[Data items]
****************

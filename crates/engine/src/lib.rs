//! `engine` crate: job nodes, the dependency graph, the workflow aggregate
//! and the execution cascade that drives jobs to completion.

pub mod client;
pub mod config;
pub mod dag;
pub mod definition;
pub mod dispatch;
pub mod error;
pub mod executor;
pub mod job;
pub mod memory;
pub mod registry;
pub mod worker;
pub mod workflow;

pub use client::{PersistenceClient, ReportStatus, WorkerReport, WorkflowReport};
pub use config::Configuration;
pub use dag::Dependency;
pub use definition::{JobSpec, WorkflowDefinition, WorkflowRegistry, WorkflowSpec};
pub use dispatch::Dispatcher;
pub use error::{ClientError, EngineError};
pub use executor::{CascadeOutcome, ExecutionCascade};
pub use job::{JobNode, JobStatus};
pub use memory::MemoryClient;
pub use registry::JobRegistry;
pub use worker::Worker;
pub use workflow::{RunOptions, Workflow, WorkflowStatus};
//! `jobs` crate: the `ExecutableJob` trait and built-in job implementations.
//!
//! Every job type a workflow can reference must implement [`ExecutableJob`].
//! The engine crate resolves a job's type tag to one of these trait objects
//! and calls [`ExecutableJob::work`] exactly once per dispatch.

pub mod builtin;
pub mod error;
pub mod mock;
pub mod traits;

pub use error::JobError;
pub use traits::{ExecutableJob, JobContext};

****************

■ TASK DIRECTIONS
Final part of the records: return the line that contains "once per dispatch." and every line after it, exactly, with no other lines added.

■ RESPONSE TO THIS EXERCISE
//! and calls [`ExecutableJob::work`] exactly once per dispatch.

pub mod builtin;
pub mod error;
pub mod mock;
pub mod traits;

pub use error::JobError;
pub use traits::{ExecutableJob, JobContext};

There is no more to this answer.